**What you will do:** In the records below, some lines hold the word "malformed". Copy each of those lines.

**Given information:**
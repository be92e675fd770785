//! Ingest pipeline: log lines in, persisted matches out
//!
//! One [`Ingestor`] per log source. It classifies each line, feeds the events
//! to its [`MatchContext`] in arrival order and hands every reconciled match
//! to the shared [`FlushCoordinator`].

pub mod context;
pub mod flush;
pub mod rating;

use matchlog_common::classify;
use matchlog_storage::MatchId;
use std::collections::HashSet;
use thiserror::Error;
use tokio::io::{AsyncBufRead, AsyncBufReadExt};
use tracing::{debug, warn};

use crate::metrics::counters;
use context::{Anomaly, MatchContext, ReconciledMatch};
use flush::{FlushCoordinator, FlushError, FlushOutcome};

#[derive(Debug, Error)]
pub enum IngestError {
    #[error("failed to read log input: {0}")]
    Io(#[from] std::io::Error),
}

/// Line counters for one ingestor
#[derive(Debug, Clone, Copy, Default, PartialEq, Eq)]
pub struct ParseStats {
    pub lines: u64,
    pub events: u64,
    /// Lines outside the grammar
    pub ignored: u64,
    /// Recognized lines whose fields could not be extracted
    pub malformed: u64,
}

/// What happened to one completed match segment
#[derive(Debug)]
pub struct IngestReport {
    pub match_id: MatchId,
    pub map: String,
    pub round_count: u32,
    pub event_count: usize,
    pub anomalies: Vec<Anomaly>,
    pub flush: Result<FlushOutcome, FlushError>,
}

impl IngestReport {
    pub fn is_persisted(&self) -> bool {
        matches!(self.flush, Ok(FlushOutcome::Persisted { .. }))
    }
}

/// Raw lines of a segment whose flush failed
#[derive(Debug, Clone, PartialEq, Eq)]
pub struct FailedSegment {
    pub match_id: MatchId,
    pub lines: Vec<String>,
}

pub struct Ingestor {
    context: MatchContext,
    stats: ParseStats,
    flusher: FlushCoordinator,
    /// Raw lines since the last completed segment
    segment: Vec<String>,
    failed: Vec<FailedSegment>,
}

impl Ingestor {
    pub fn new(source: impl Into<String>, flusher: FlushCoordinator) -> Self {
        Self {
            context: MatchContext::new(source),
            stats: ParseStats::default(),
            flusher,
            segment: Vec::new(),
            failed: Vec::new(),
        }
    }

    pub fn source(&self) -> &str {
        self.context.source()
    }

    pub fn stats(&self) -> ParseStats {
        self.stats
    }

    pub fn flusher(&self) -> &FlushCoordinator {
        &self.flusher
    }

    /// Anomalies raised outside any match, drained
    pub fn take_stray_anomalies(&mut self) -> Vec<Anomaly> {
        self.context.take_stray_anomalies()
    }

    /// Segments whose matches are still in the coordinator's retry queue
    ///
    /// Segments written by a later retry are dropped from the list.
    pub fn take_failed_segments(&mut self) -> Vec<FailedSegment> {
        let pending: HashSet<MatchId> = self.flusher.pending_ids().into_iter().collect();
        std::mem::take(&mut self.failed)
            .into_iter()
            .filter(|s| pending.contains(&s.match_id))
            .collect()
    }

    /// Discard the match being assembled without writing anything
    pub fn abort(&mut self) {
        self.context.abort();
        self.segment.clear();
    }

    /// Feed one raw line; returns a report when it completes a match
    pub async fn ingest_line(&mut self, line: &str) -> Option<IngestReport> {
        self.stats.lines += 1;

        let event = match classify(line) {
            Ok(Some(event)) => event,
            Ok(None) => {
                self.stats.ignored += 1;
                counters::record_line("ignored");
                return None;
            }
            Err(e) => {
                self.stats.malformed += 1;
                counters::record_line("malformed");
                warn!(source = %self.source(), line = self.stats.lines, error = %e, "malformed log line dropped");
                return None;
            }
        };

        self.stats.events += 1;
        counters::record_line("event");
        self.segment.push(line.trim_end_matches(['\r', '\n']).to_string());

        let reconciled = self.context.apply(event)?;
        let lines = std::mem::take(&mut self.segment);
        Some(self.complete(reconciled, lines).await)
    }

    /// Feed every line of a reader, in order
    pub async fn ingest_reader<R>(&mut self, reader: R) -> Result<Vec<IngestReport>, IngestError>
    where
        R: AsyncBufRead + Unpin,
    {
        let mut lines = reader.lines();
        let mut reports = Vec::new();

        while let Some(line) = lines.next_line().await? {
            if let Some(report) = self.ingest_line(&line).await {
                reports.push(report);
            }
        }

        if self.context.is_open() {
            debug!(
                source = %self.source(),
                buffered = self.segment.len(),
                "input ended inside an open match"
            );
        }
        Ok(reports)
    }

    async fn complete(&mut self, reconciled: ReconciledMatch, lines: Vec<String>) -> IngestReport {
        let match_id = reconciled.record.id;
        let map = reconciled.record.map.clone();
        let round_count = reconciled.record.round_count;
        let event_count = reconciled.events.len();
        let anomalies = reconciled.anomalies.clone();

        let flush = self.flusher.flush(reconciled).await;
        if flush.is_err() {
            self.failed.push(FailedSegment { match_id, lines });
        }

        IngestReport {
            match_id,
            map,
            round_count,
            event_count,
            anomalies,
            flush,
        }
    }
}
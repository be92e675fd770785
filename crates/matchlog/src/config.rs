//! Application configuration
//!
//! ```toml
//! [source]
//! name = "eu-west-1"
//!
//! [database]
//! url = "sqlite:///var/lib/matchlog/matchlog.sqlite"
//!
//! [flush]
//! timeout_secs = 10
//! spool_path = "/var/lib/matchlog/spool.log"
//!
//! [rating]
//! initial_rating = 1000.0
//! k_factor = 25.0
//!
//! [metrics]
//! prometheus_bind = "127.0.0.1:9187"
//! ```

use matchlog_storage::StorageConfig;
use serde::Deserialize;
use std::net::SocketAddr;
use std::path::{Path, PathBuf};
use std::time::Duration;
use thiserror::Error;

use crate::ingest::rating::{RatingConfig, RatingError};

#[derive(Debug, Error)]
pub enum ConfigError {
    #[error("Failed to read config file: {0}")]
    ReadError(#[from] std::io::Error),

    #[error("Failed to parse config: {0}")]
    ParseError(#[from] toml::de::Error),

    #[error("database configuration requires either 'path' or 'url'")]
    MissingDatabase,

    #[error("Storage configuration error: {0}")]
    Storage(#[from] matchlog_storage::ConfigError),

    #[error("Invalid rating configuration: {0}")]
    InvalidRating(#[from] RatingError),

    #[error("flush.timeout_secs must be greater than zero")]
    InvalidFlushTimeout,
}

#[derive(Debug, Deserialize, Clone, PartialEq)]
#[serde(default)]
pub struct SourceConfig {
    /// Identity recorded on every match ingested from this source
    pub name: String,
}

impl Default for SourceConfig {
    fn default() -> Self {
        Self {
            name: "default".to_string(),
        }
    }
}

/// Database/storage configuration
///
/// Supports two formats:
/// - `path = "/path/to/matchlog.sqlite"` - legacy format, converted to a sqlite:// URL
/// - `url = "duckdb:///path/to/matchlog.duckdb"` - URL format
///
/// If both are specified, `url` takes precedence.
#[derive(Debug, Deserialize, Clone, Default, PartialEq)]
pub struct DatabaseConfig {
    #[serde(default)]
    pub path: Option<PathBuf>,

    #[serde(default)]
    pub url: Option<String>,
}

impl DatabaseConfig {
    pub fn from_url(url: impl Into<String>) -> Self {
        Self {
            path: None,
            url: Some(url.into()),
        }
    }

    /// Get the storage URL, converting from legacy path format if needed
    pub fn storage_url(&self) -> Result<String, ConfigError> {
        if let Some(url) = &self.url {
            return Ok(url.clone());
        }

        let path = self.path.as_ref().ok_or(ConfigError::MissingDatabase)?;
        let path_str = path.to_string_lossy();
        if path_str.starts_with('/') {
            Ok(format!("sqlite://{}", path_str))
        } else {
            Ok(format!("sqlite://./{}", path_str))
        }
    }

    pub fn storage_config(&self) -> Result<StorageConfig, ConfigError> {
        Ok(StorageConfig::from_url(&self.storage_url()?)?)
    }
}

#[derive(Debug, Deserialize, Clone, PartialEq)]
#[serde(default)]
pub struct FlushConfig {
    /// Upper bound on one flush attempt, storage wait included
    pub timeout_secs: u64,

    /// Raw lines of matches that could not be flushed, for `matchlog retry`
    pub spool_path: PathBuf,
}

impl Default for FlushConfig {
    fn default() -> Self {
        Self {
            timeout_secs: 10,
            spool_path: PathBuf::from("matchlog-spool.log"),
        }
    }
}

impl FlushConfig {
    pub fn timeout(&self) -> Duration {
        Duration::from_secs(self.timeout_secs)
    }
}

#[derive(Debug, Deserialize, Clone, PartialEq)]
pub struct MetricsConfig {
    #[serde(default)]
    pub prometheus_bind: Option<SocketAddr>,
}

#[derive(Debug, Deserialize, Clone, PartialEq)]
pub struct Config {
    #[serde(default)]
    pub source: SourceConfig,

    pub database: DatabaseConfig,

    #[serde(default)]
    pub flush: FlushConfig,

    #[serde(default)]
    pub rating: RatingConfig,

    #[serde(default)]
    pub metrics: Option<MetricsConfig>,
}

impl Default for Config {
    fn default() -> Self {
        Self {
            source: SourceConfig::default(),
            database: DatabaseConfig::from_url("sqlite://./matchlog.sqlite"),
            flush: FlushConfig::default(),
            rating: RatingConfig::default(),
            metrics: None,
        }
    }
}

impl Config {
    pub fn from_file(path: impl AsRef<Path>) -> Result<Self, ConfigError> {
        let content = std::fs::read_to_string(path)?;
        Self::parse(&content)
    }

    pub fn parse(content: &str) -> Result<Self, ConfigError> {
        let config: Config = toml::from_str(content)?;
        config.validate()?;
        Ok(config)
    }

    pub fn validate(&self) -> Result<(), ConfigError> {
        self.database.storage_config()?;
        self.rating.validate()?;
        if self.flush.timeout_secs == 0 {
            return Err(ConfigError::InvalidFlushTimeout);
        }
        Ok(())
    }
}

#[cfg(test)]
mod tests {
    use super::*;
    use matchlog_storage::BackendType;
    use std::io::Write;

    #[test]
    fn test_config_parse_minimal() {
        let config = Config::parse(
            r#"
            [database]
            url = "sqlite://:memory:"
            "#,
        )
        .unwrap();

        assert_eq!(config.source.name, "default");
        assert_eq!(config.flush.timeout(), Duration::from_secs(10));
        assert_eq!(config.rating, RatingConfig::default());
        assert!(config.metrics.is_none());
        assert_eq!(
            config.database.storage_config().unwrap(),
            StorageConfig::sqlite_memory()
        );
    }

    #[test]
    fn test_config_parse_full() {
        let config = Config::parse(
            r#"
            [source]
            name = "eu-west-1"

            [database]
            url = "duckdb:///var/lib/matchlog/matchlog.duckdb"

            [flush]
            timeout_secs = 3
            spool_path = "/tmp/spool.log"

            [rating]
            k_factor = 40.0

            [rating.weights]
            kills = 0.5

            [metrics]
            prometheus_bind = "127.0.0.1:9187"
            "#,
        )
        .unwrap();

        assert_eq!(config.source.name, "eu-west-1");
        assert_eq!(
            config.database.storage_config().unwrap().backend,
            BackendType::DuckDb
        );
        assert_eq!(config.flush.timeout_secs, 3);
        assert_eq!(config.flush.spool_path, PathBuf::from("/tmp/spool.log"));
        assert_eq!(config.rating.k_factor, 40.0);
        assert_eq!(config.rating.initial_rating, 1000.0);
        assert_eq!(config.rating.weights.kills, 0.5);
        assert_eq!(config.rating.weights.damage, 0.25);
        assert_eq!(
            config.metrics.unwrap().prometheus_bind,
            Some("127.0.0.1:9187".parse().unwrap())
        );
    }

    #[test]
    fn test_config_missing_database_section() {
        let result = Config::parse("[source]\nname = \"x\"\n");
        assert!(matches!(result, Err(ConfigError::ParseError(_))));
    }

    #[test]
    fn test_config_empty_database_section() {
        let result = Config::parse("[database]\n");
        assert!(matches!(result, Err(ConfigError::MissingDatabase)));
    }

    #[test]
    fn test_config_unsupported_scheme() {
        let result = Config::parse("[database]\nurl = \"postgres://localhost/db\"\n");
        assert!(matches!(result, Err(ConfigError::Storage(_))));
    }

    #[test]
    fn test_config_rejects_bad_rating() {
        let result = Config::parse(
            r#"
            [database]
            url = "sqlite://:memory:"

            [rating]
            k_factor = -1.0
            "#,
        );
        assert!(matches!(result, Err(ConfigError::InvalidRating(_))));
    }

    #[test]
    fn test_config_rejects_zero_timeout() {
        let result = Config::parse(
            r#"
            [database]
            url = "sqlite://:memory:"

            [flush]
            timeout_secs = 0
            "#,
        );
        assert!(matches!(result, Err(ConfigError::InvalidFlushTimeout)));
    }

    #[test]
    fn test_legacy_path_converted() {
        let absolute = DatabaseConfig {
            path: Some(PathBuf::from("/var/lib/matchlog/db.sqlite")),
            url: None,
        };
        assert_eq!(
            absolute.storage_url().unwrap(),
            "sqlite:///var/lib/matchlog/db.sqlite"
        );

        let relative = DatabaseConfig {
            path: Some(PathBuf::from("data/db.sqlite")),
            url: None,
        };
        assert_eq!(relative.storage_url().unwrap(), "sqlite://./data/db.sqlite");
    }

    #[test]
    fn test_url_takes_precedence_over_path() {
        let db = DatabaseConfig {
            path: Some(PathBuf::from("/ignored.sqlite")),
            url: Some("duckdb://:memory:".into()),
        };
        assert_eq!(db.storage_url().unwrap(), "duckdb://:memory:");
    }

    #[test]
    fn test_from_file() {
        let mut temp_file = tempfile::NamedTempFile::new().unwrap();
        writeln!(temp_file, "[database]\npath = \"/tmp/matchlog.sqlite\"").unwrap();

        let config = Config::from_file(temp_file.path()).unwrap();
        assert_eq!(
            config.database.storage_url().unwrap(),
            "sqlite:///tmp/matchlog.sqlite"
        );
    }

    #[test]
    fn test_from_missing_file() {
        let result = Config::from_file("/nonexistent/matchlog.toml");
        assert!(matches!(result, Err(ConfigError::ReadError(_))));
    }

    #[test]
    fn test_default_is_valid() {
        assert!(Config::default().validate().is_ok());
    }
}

**Written response:**
    pub malformed: u64,
                self.stats.malformed += 1;
                counters::record_line("malformed");
                warn!(source = %self.source(), line = self.stats.lines, error = %e, "malformed log line dropped");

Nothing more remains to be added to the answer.